Overbearing professionals are the rock stars of the small screen. Since the malleable and the mediocre are so often rewarded in real-life workplaces, it's no wonder that so many of us choose to spend our evenings in the company of outspoken, arrogant know-it-alls like James Woods' character on "Shark" or Simon Cowell on "American Idol" or that awful "Millionaire Matchmaker" lady.
When Jack Bauer snaps at his bosses on "24," then not only ignores their wishes, but also breaks a few laws and tortures an innocent civilian along the way, we're temporarily emancipated from the team-player make-believe bubbles we're forced to live in, nodding in agreement with our bosses while our minds quietly calculate how long we could live on food stamps if we quit tomorrow.

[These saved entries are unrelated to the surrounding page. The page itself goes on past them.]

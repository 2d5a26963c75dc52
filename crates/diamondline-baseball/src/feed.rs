// Odds feed normalization: third-party odds JSON into `Game` records.
//
// The feed is an array of events, each with bookmakers, markets, and
// outcomes. Prices arrive as American or decimal numbers. Anything that
// cannot be understood is skipped with a warning; only an unreadable file
// or a document that is not an array is an error.

use chrono::{DateTime, Utc};
use diamondline_core::odds::{
    decimal_to_american, validate_american, BookmakerQuote, Game, Market, MarketKind, OddsError,
    Outcome,
};
use serde::Deserialize;
use std::path::Path;
use thiserror::Error;
use tracing::{debug, info, warn};

// ---------------------------------------------------------------------------
// Error type
// ---------------------------------------------------------------------------

#[derive(Debug, Error)]
pub enum FeedError {
    #[error("failed to read odds feed {path}: {source}")]
    Io {
        path: String,
        source: std::io::Error,
    },

    #[error("invalid odds feed JSON: {0}")]
    Json(#[from] serde_json::Error),

    #[error("odds feed must be a JSON array of events")]
    NotAnArray,
}

// ---------------------------------------------------------------------------
// Price formats
// ---------------------------------------------------------------------------

/// How the feed encodes prices.
#[derive(Debug, Clone, Copy, PartialEq, Eq, Default)]
pub enum OddsFormat {
    American,
    Decimal,
    /// Whole numbers with magnitude of at least 100 are American; anything
    /// else is decimal.
    #[default]
    Auto,
}

impl OddsFormat {
    /// Convert a raw feed price into an American price.
    pub fn to_american(self, raw: f64) -> Result<i32, OddsError> {
        match self {
            OddsFormat::American => american_from_raw(raw),
            OddsFormat::Decimal => decimal_to_american(raw),
            OddsFormat::Auto => {
                if raw.is_finite() && raw.fract() == 0.0 && raw.abs() >= 100.0 {
                    american_from_raw(raw)
                } else {
                    decimal_to_american(raw)
                }
            }
        }
    }
}

fn american_from_raw(raw: f64) -> Result<i32, OddsError> {
    if !raw.is_finite() {
        return Err(OddsError::InvalidAmerican(0));
    }
    // `as` saturates, so absurd magnitudes stay absurd rather than wrapping.
    validate_american(raw.round() as i32)
}

// ---------------------------------------------------------------------------
// Raw feed structs (private)
// ---------------------------------------------------------------------------

#[derive(Debug, Deserialize)]
struct RawEvent {
    id: String,
    home_team: String,
    away_team: String,
    commence_time: DateTime<Utc>,
    #[serde(default)]
    bookmakers: Vec<RawBookmaker>,
}

#[derive(Debug, Deserialize)]
struct RawBookmaker {
    key: String,
    #[serde(default)]
    title: Option<String>,
    #[serde(default)]
    markets: Vec<RawMarket>,
}

#[derive(Debug, Deserialize)]
struct RawMarket {
    key: String,
    #[serde(default)]
    outcomes: Vec<RawOutcome>,
}

#[derive(Debug, Deserialize)]
struct RawOutcome {
    name: String,
    price: f64,
    #[serde(default)]
    point: Option<f64>,
}

// ---------------------------------------------------------------------------
// Normalization
// ---------------------------------------------------------------------------

/// Trim and collapse internal whitespace: `"  New   York Yankees "` becomes
/// `"New York Yankees"`.
pub fn normalize_team_name(name: &str) -> String {
    name.split_whitespace().collect::<Vec<_>>().join(" ")
}

fn normalize_market(raw: RawMarket, format: OddsFormat, event_id: &str) -> Market {
    let kind = MarketKind::from_key(raw.key.trim());
    let outcomes = raw
        .outcomes
        .into_iter()
        .filter_map(|o| match format.to_american(o.price) {
            Ok(price) => Some(Outcome {
                name: normalize_team_name(&o.name),
                price,
                point: o.point.filter(|p| p.is_finite()),
            }),
            Err(e) => {
                warn!("event {}: skipping outcome '{}' in {}: {}", event_id, o.name, raw.key, e);
                None
            }
        })
        .collect();
    Market { kind, outcomes }
}

fn normalize_event(raw: RawEvent, format: OddsFormat) -> Option<Game> {
    let home_team = normalize_team_name(&raw.home_team);
    let away_team = normalize_team_name(&raw.away_team);
    if raw.id.trim().is_empty() || home_team.is_empty() || away_team.is_empty() {
        warn!("skipping event with missing id or team names: {:?}", raw.id);
        return None;
    }

    let bookmakers = raw
        .bookmakers
        .into_iter()
        .map(|b| BookmakerQuote {
            bookmaker: b.title.filter(|t| !t.trim().is_empty()).unwrap_or(b.key),
            markets: b
                .markets
                .into_iter()
                .map(|m| normalize_market(m, format, &raw.id))
                .collect(),
        })
        .collect();

    Some(Game {
        id: raw.id,
        home_team,
        away_team,
        commence_time: raw.commence_time,
        bookmakers,
    })
}

/// Parse an odds feed document. Malformed events are skipped.
pub fn parse_games(json: &str, format: OddsFormat) -> Result<Vec<Game>, FeedError> {
    let doc: serde_json::Value = serde_json::from_str(json)?;
    let serde_json::Value::Array(events) = doc else {
        return Err(FeedError::NotAnArray);
    };

    let mut games = Vec::with_capacity(events.len());
    for (i, event) in events.into_iter().enumerate() {
        match serde_json::from_value::<RawEvent>(event) {
            Ok(raw) => {
                if let Some(game) = normalize_event(raw, format) {
                    games.push(game);
                }
            }
            Err(e) => warn!("skipping malformed event #{}: {}", i, e),
        }
    }
    debug!("parsed {} games from odds feed", games.len());
    Ok(games)
}

/// Read and parse an odds feed file.
pub fn load_games(path: &Path, format: OddsFormat) -> Result<Vec<Game>, FeedError> {
    let text = std::fs::read_to_string(path).map_err(|source| FeedError::Io {
        path: path.display().to_string(),
        source,
    })?;
    let games = parse_games(&text, format)?;
    info!("loaded {} games from {}", games.len(), path.display());
    Ok(games)
}

#[cfg(test)]
mod tests {
    use super::*;

    const FEED: &str = r#"[
      {
        "id": "g1",
        "sport_key": "baseball_mlb",
        "commence_time": "2024-06-01T23:05:00Z",
        "home_team": "New York  Yankees",
        "away_team": "Boston Red Sox",
        "bookmakers": [
          {
            "key": "draftkings",
            "title": "DraftKings",
            "markets": [
              {"key": "h2h", "outcomes": [
                {"name": "New York Yankees", "price": -150},
                {"name": "Boston Red Sox", "price": 130}
              ]},
              {"key": "totals", "outcomes": [
                {"name": "Over", "price": -110, "point": 8.5},
                {"name": "Under", "price": -110, "point": 8.5}
              ]}
            ]
          }
        ]
      },
      {"id": "broken", "home_team": "Mets"},
      {
        "id": "g2",
        "commence_time": "2024-06-01T20:10:00Z",
        "home_team": "Chicago Cubs",
        "away_team": "St. Louis Cardinals",
        "bookmakers": [
          {"key": "fanduel", "markets": [
            {"key": "h2h", "outcomes": [
              {"name": "Chicago Cubs", "price": 2.3},
              {"name": "St. Louis Cardinals", "price": 1.65},
              {"name": "Draw", "price": 0.5}
            ]}
          ]}
        ]
      }
    ]"#;

    #[test]
    fn normalize_names() {
        assert_eq!(normalize_team_name("  New   York\tYankees "), "New York Yankees");
        assert_eq!(normalize_team_name(""), "");
    }

    #[test]
    fn auto_format_detection() {
        assert_eq!(OddsFormat::Auto.to_american(-150.0), Ok(-150));
        assert_eq!(OddsFormat::Auto.to_american(130.0), Ok(130));
        assert_eq!(OddsFormat::Auto.to_american(2.5), Ok(150));
        assert_eq!(OddsFormat::Auto.to_american(1.5), Ok(-200));
        assert!(OddsFormat::Auto.to_american(0.5).is_err());
        assert!(OddsFormat::American.to_american(2.5).is_err());
        assert!(OddsFormat::American.to_american(f64::NAN).is_err());
    }

    #[test]
    fn parses_feed_and_skips_broken_events() {
        let games = parse_games(FEED, OddsFormat::Auto).unwrap();
        assert_eq!(games.len(), 2);

        let g1 = &games[0];
        assert_eq!(g1.home_team, "New York Yankees");
        assert_eq!(g1.first_bookmaker(), Some("DraftKings"));
        let ml = g1.first_moneyline().unwrap();
        assert_eq!((ml.home, ml.away), (-150, 130));
        assert_eq!(g1.bookmakers[0].markets[1].kind, MarketKind::Total);
        assert_eq!(g1.bookmakers[0].markets[1].outcomes[0].point, Some(8.5));

        let g2 = &games[1];
        assert_eq!(g2.first_bookmaker(), Some("fanduel"));
        let outcomes = &g2.bookmakers[0].markets[0].outcomes;
        assert_eq!(outcomes.len(), 2);
        assert_eq!(outcomes[0].price, 130);
        assert_eq!(outcomes[1].price, -154);
    }

    #[test]
    fn rejects_non_array_documents() {
        assert!(matches!(
            parse_games(r#"{"events": []}"#, OddsFormat::Auto),
            Err(FeedError::NotAnArray)
        ));
        assert!(matches!(parse_games("not json", OddsFormat::Auto), Err(FeedError::Json(_))));
    }

    #[test]
    fn missing_file_is_io_error() {
        let err = load_games(Path::new("/nonexistent/games.json"), OddsFormat::Auto).unwrap_err();
        assert!(matches!(err, FeedError::Io { .. }));
    }
}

And they wonder why Americans watch quite so much TV? Mavericks from "The Wire's" McNulty to "The Shield's" Vic Mackey swagger through the world, breaking rules, scoffing openly at management and making no secret of their feelings of superiority, exactly the sorts of behaviors that will get you demoted and shamed and fired and written off as a troublemaker in the real world.

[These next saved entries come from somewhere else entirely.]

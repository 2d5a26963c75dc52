// Pitching matchup: staff ERA and WHIP bands, plus the starter-vs-starter
// ERA gap when both starters are known.

use super::{optional, required, FactorError, PickContext};
use diamondline_core::noise::Noise;

pub const BASE: f64 = 65.0;
pub const RANGE: (f64, f64) = (55.0, 90.0);
const NOISE: f64 = 3.0;

/// Points per run of starter ERA advantage.
const STARTER_GAP_SCALE: f64 = 4.0;
const STARTER_GAP_CAP: f64 = 10.0;

pub fn era_adjustment(era: f64) -> f64 {
    if era < 3.50 {
        8.0
    } else if era < 4.00 {
        4.0
    } else if era > 5.00 {
        -8.0
    } else if era > 4.50 {
        -4.0
    } else {
        0.0
    }
}

pub fn whip_adjustment(whip: f64) -> f64 {
    if whip < 1.20 {
        5.0
    } else if whip > 1.40 {
        -5.0
    } else {
        0.0
    }
}

/// Positive when the picked starter has the lower ERA. Capped at +/-10.
pub fn starter_gap_adjustment(pick_starter_era: f64, opp_starter_era: f64) -> f64 {
    ((opp_starter_era - pick_starter_era) * STARTER_GAP_SCALE).clamp(-STARTER_GAP_CAP, STARTER_GAP_CAP)
}

pub fn score(ctx: &PickContext<'_>, noise: &mut dyn Noise) -> Result<f64, FactorError> {
    let pick = ctx.pick_stats();
    let opp = ctx.opponent_stats();

    let era = required(pick.era, "era")?;
    let whip = optional(pick.whip, "whip")?;
    let pick_starter = optional(pick.starter_era, "starter_era")?;
    let opp_starter = optional(opp.starter_era, "opponent_starter_era")?;

    let mut score = BASE + era_adjustment(era);
    if let (Some(mine), Some(theirs)) = (pick_starter, opp_starter) {
        score += starter_gap_adjustment(mine, theirs);
    }
    if let Some(w) = whip {
        score += whip_adjustment(w);
    }
    score += noise.jitter(NOISE);

    Ok(score.clamp(RANGE.0, RANGE.1))
}
// Narrative reasoning: buckets each factor score and picks one of several
// hand-written sentences per bucket at random, then adds context clauses
// for the opposing starter and the ballpark when those are known.
//
// Scores are reproducible for a given noise source; the text is not meant
// to be. Callers should draw it from a separate `Noise` so that changing the
// template count never shifts the scoring draws.

use crate::ballpark::{park_character, park_effect, venue_for};
use crate::factors::{FactorKind, FactorScores, PickContext, NEUTRAL_SCORE};
use crate::reasoning::article;
use diamondline_core::grade::Grade;
use diamondline_core::noise::Noise;

// ---------------------------------------------------------------------------
// Buckets
// ---------------------------------------------------------------------------

#[derive(Debug, Clone, Copy, PartialEq, Eq)]
pub enum Bucket {
    Elite,
    Strong,
    Neutral,
    Weak,
}

impl Bucket {
    pub fn from_score(score: f64) -> Self {
        if score >= 85.0 {
            Bucket::Elite
        } else if score >= 75.0 {
            Bucket::Strong
        } else if score >= 65.0 {
            Bucket::Neutral
        } else {
            Bucket::Weak
        }
    }
}

// ---------------------------------------------------------------------------
// Templates
// ---------------------------------------------------------------------------

type Templates = [&'static [&'static str]; 4];

static OFFENSE: Templates = [
    &[
        "{team} brings one of the most dangerous lineups on the slate.",
        "The {team} bats are as hot as anyone's right now.",
        "{team} should have no trouble putting runs on the board.",
    ],
    &[
        "{team} has a lineup that grinds out quality at-bats.",
        "The {team} offense profiles above average here.",
    ],
    &[
        "{team} hits about as well as a typical lineup.",
        "Nothing stands out about the {team} offense either way.",
    ],
    &[
        "The {team} lineup has been scuffling at the plate.",
        "{team} may struggle to string hits together.",
    ],
];

static PITCHING: Templates = [
    &[
        "{team} holds a decisive edge on the mound against {opponent}.",
        "The {team} staff should smother the {opponent} lineup.",
    ],
    &[
        "{team} gets the better of the pitching matchup.",
        "The arms favor {team} in this one.",
        "{team} has the more reliable starter going.",
    ],
    &[
        "The pitching matchup looks close to even.",
        "Neither staff has a clear advantage.",
    ],
    &[
        "{team} is at a disadvantage on the mound.",
        "The {opponent} staff looks like the stronger group.",
    ],
];

static SITUATIONAL: Templates = [
    &[
        "Every situational factor lines up for {team}.",
        "The setting could hardly suit {team} better.",
    ],
    &[
        "{team} benefits from the game setting.",
        "Conditions tilt toward {team}.",
    ],
    &["The game setting is roughly neutral."],
    &[
        "{team} has to overcome a tough spot.",
        "The setting works against {team}.",
    ],
];

static MOMENTUM: Templates = [
    &[
        "{team} is rolling right now.",
        "{team} arrives on a heater.",
    ],
    &[
        "{team} has been playing good baseball lately.",
        "Recent form favors {team}.",
    ],
    &["{team} has been treading water recently."],
    &[
        "{team} has dropped too many games lately.",
        "Recent results have not been kind to {team}.",
    ],
];

static MARKET: Templates = [
    &[
        "The price on {team} looks badly mispriced.",
        "This number is a clear overlay on {team}.",
    ],
    &[
        "There is real value in the {team} price.",
        "The market is underrating {team}.",
    ],
    &["The {team} price looks fair."],
    &[
        "The market has already priced in the {team} edge.",
        "{team} is a little expensive at this number.",
    ],
];

fn templates_for(kind: FactorKind) -> Option<&'static Templates> {
    match kind {
        FactorKind::Offensive => Some(&OFFENSE),
        FactorKind::Pitching => Some(&PITCHING),
        FactorKind::Situational => Some(&SITUATIONAL),
        FactorKind::Momentum => Some(&MOMENTUM),
        FactorKind::Market => Some(&MARKET),
        FactorKind::System => None,
    }
}

fn bucket_index(bucket: Bucket) -> usize {
    match bucket {
        Bucket::Elite => 0,
        Bucket::Strong => 1,
        Bucket::Neutral => 2,
        Bucket::Weak => 3,
    }
}

fn fill(template: &str, ctx: &PickContext<'_>) -> String {
    template
        .replace("{team}", ctx.team)
        .replace("{opponent}", ctx.opponent)
}

/// One randomly chosen sentence for a factor score.
pub fn factor_sentence(
    kind: FactorKind,
    score: f64,
    ctx: &PickContext<'_>,
    noise: &mut dyn Noise,
) -> Option<String> {
    let options = templates_for(kind)?[bucket_index(Bucket::from_score(score))];
    let template = options[noise.index(options.len())];
    Some(fill(template, ctx))
}

// ---------------------------------------------------------------------------
// Narrative
// ---------------------------------------------------------------------------

/// Build the narrative text for one side.
pub fn generate_narrative(
    ctx: &PickContext<'_>,
    grade: Grade,
    scores: &FactorScores,
    noise: &mut dyn Noise,
) -> String {
    let location = if ctx.is_home { "hosting" } else { "visiting" };
    let mut text = format!(
        "{} ({location} {}) earns {} {grade}.",
        ctx.team,
        ctx.opponent,
        article(grade)
    );

    for (kind, score) in scores.iter() {
        if let Some(sentence) = factor_sentence(kind, score, ctx, noise) {
            text.push(' ');
            text.push_str(&sentence);
        }
    }

    if let Some(hand) = ctx.opponent_stats().starter_hand {
        text.push_str(&format!(
            " {} sends a {} starter to the mound.",
            ctx.opponent,
            hand.label()
        ));
    }

    if let Some(venue) = venue_for(ctx.home_team) {
        if let Some(character) = park_character(park_effect(venue)) {
            text.push_str(&format!(" {venue} plays as {character}."));
        }
    }

    let system = if scores.system.is_finite() {
        scores.system
    } else {
        NEUTRAL_SCORE
    };
    let certainty = system.round() as i64;
    text.push_str(&format!(" Model certainty {certainty}%."));
    text
}

#[cfg(test)]
mod tests {
    use super::*;
    use crate::factors::testing::*;
    use diamondline_core::noise::{MidpointNoise, SeededNoise, SequenceNoise};
    use diamondline_core::stats::Handedness;

    #[test]
    fn bucket_edges() {
        assert_eq!(Bucket::from_score(85.0), Bucket::Elite);
        assert_eq!(Bucket::from_score(84.9), Bucket::Strong);
        assert_eq!(Bucket::from_score(75.0), Bucket::Strong);
        assert_eq!(Bucket::from_score(65.0), Bucket::Neutral);
        assert_eq!(Bucket::from_score(64.9), Bucket::Weak);
    }

    #[test]
    fn every_bucket_has_templates() {
        for kind in FactorKind::ALL {
            if let Some(templates) = templates_for(kind) {
                assert!(templates.iter().all(|t| !t.is_empty()), "{}", kind.label());
            }
        }
    }

    #[test]
    fn sentence_substitutes_names() {
        let stats = average_matchup();
        let ctx = home_pick(&stats);
        let mut noise = SequenceNoise::new(vec![0.0]);
        let s = factor_sentence(FactorKind::Pitching, 90.0, &ctx, &mut noise).unwrap();
        assert_eq!(s, "Yankees holds a decisive edge on the mound against Red Sox.");
        assert!(factor_sentence(FactorKind::System, 90.0, &ctx, &mut noise).is_none());
    }

    #[test]
    fn context_clauses_appear_when_known() {
        let mut stats = average_matchup();
        stats.away.starter_hand = Some(Handedness::Left);
        let ctx = home_pick(&stats);
        let text = generate_narrative(&ctx, Grade::A, &FactorScores::default(), &mut MidpointNoise);
        assert!(text.starts_with("Yankees (hosting Red Sox) earns an A."));
        assert!(text.contains("Red Sox sends a left-handed starter to the mound."));
        assert!(text.contains("Yankee Stadium plays as a hitter-friendly park."));
        assert!(text.ends_with("Model certainty 70%."));
    }

    #[test]
    fn non_finite_system_score_reads_as_neutral() {
        let stats = average_matchup();
        let ctx = home_pick(&stats);
        let scores = FactorScores {
            system: f64::NAN,
            ..FactorScores::default()
        };
        let text = generate_narrative(&ctx, Grade::B, &scores, &mut MidpointNoise);
        assert!(text.ends_with("Model certainty 70%."));
    }

    #[test]
    fn neutral_park_and_unknown_starter_add_nothing() {
        let stats = average_matchup();
        let mut ctx = away_pick(&stats);
        ctx.home_team = "Nowhere Nine";
        let text = generate_narrative(&ctx, Grade::B, &FactorScores::default(), &mut MidpointNoise);
        assert!(!text.contains("starter to the mound"));
        assert!(!text.contains("plays as"));
    }

    #[test]
    fn text_varies_across_draws() {
        let stats = average_matchup();
        let ctx = home_pick(&stats);
        let scores = FactorScores {
            offensive: 90.0,
            pitching: 80.0,
            ..FactorScores::default()
        };
        let mut noise = SeededNoise::seeded(5);
        let texts: std::collections::HashSet<String> = (0..50)
            .map(|_| generate_narrative(&ctx, Grade::A, &scores, &mut noise))
            .collect();
        assert!(texts.len() > 1);
    }
}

So, as the real world is populated less and less by colorful, opinionated, brash souls, TV Land fills up with such types, their brilliance and bravado rewarded afresh each night. Meanwhile, we drive home from our jobs and plant ourselves in front of our television screens, we who once dreamed of being more than neutered office drones, and we sit mutely there for hours, soothed by illusions, soaking into our couches like untended stains.
Above the law
OK, maybe we don't soak in like untended stains. Maybe we soak in like really comfortable, relaxed sons of bitches, doing whatever the hell we please after a long, grueling day spent earning our keep.

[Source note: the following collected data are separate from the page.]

// Stat providers: where team statistics, recent form, and weather come from.
//
// The three lookups for a matchup are independent, so `fetch_matchup` runs
// them concurrently and degrades any failed one to an empty snapshot.

pub mod csv_source;
pub mod synthetic;

pub use csv_source::CsvStatProvider;
pub use synthetic::SyntheticStatProvider;

use crate::feed::normalize_team_name;
use async_trait::async_trait;
use diamondline_core::stats::{MatchupStats, RecentForm, TeamStatistics, Weather};
use std::collections::BTreeMap;
use tracing::{debug, warn};

// ---------------------------------------------------------------------------
// Error type
// ---------------------------------------------------------------------------

#[derive(Debug, thiserror::Error)]
pub enum ProviderError {
    #[error("failed to read file {path}: {source}")]
    Io {
        path: String,
        source: std::io::Error,
    },

    #[error("CSV error in {path}: {source}")]
    Csv { path: String, source: csv::Error },

    #[error("stat source unavailable: {0}")]
    Unavailable(String),
}

// ---------------------------------------------------------------------------
// Provider trait
// ---------------------------------------------------------------------------

/// Supplies the inputs the factor calculators read.
#[async_trait]
pub trait StatProvider: Send + Sync {
    /// Season statistics for `(home, away)`.
    async fn team_statistics(
        &self,
        home: &str,
        away: &str,
    ) -> Result<(TeamStatistics, TeamStatistics), ProviderError>;

    /// Recent form for `(home, away)`. `None` when a side is unknown.
    async fn recent_form(
        &self,
        home: &str,
        away: &str,
    ) -> Result<(Option<RecentForm>, Option<RecentForm>), ProviderError>;

    /// Game-time weather at the home team's venue, when known.
    async fn weather(&self, home_team: &str) -> Result<Option<Weather>, ProviderError>;
}

/// Fan out the three lookups for one matchup. Never fails: a lookup that
/// errors is logged and left empty.
pub async fn fetch_matchup(provider: &dyn StatProvider, home: &str, away: &str) -> MatchupStats {
    let (stats, form, weather) = tokio::join!(
        provider.team_statistics(home, away),
        provider.recent_form(home, away),
        provider.weather(home),
    );

    let mut matchup = MatchupStats::default();
    match stats {
        Ok((h, a)) => {
            matchup.home = h;
            matchup.away = a;
        }
        Err(e) => warn!("team statistics for {} vs {}: {}; using empty stats", away, home, e),
    }
    match form {
        Ok((h, a)) => {
            matchup.home_form = h;
            matchup.away_form = a;
        }
        Err(e) => warn!("recent form for {} vs {}: {}; using no form", away, home, e),
    }
    match weather {
        Ok(w) => matchup.weather = w,
        Err(e) => warn!("weather for {}: {}; assuming none", home, e),
    }
    debug!("fetched matchup stats for {} @ {}", away, home);
    matchup
}

// ---------------------------------------------------------------------------
// In-memory provider
// ---------------------------------------------------------------------------

/// Everything stored about one team.
#[derive(Debug, Clone, Default, PartialEq)]
pub struct TeamRecord {
    pub stats: TeamStatistics,
    pub form: Option<RecentForm>,
}

/// Lookup key for a team: normalized and lowercased.
pub fn team_key(team: &str) -> String {
    normalize_team_name(team).to_lowercase()
}

/// Serves statistics held in memory. Team names match exactly (ignoring case
/// and spacing) or by trailing nickname, so "New York Yankees" finds a record
/// stored as "Yankees" and the reverse.
#[derive(Debug, Clone, Default)]
pub struct StaticStatProvider {
    teams: BTreeMap<String, TeamRecord>,
    weather: BTreeMap<String, Weather>,
}

impl StaticStatProvider {
    pub fn new() -> Self {
        Self::default()
    }

    pub fn with_team(mut self, team: &str, stats: TeamStatistics, form: Option<RecentForm>) -> Self {
        self.insert(team, TeamRecord { stats, form });
        self
    }

    pub fn with_weather(mut self, home_team: &str, weather: Weather) -> Self {
        self.weather.insert(team_key(home_team), weather);
        self
    }

    pub fn insert(&mut self, team: &str, record: TeamRecord) {
        self.teams.insert(team_key(team), record);
    }

    pub fn len(&self) -> usize {
        self.teams.len()
    }

    pub fn is_empty(&self) -> bool {
        self.teams.is_empty()
    }

    fn find<'a, V>(map: &'a BTreeMap<String, V>, team: &str) -> Option<&'a V> {
        let key = team_key(team);
        if let Some(v) = map.get(&key) {
            return Some(v);
        }
        map.iter()
            .find(|(k, _)| {
                key.ends_with(&format!(" {k}")) || k.ends_with(&format!(" {key}"))
            })
            .map(|(_, v)| v)
    }

    pub fn record(&self, team: &str) -> Option<&TeamRecord> {
        Self::find(&self.teams, team)
    }

    fn stats_or_default(&self, team: &str) -> TeamStatistics {
        match self.record(team) {
            Some(r) => r.stats.clone(),
            None => {
                warn!("no statistics for {}; using empty stats", team);
                TeamStatistics::default()
            }
        }
    }
}

#[async_trait]
impl StatProvider for StaticStatProvider {
    async fn team_statistics(
        &self,
        home: &str,
        away: &str,
    ) -> Result<(TeamStatistics, TeamStatistics), ProviderError> {
        Ok((self.stats_or_default(home), self.stats_or_default(away)))
    }

    async fn recent_form(
        &self,
        home: &str,
        away: &str,
    ) -> Result<(Option<RecentForm>, Option<RecentForm>), ProviderError> {
        let form = |team: &str| self.record(team).and_then(|r| r.form);
        Ok((form(home), form(away)))
    }

    async fn weather(&self, home_team: &str) -> Result<Option<Weather>, ProviderError> {
        Ok(Self::find(&self.weather, home_team).copied())
    }
}

#[cfg(test)]
mod tests {
    use super::*;

    struct FlakyProvider;

    #[async_trait]
    impl StatProvider for FlakyProvider {
        async fn team_statistics(
            &self,
            _home: &str,
            _away: &str,
        ) -> Result<(TeamStatistics, TeamStatistics), ProviderError> {
            Err(ProviderError::Unavailable("stats feed down".into()))
        }

        async fn recent_form(
            &self,
            _home: &str,
            _away: &str,
        ) -> Result<(Option<RecentForm>, Option<RecentForm>), ProviderError> {
            Ok((Some(RecentForm { wins: 7, games: 10 }), None))
        }

        async fn weather(&self, _home_team: &str) -> Result<Option<Weather>, ProviderError> {
            Err(ProviderError::Unavailable("weather feed down".into()))
        }
    }

    fn make_provider() -> StaticStatProvider {
        StaticStatProvider::new()
            .with_team(
                "Yankees",
                TeamStatistics {
                    era: Some(3.40),
                    ops: Some(0.830),
                    ..Default::default()
                },
                Some(RecentForm { wins: 6, games: 10 }),
            )
            .with_team("Boston Red Sox", TeamStatistics::default(), None)
            .with_weather("New York Yankees", Weather { temperature_f: 72.0, wind_mph: 8.0 })
    }

    #[test]
    fn team_key_normalizes() {
        assert_eq!(team_key("  New   York Yankees "), "new york yankees");
    }

    #[test]
    fn lookup_by_nickname_both_ways() {
        let provider = make_provider();
        assert!(provider.record("New York Yankees").is_some());
        assert!(provider.record("red sox").is_some());
        assert!(provider.record("Chicago White Sox").is_none());
        assert_eq!(provider.len(), 2);
    }

    #[tokio::test]
    async fn fetch_matchup_from_static_provider() {
        let provider = make_provider();
        let stats = fetch_matchup(&provider, "New York Yankees", "Boston Red Sox").await;
        assert_eq!(stats.home.era, Some(3.40));
        assert_eq!(stats.home_form, Some(RecentForm { wins: 6, games: 10 }));
        assert_eq!(stats.away_form, None);
        assert_eq!(stats.weather.map(|w| w.temperature_f), Some(72.0));
    }

    #[tokio::test]
    async fn unknown_teams_get_empty_stats() {
        let provider = make_provider();
        let stats = fetch_matchup(&provider, "Colorado Rockies", "San Diego Padres").await;
        assert_eq!(stats, MatchupStats::default());
    }

    #[tokio::test]
    async fn failed_lookups_degrade_independently() {
        let stats = fetch_matchup(&FlakyProvider, "Mets", "Braves").await;
        assert_eq!(stats.home, TeamStatistics::default());
        assert_eq!(stats.home_form, Some(RecentForm { wins: 7, games: 10 }));
        assert!(stats.weather.is_none());
    }
}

I can't quite decide. Are we untended stains or relaxed sons of bitches? And is there a real difference between the two, existentially speaking? Elizabeth Canterbury, the macho lady lawyer of Fox's new drama series "Canterbury's Law" (premieres 8 p.m. EDT on Monday, March 10), could probably answer that question in front of a jury of her peers, if she weren't so preoccupied with her latest grueling case defending the accused. I'm going to hazard a guess that she'd say we were relaxed SOB's who deserved a little R&R, just like she deserves to speed away in her Porsche for an illicit dalliance or to toss back a few glasses of vodka on the rocks while sidestepping her colleague's implication that she's still in serious pain over the loss of her young son. We aren't told much about this loss, but it's clear that Canterbury is trying to blunt the pain of some looming, Dominick Dunne-style tragedy.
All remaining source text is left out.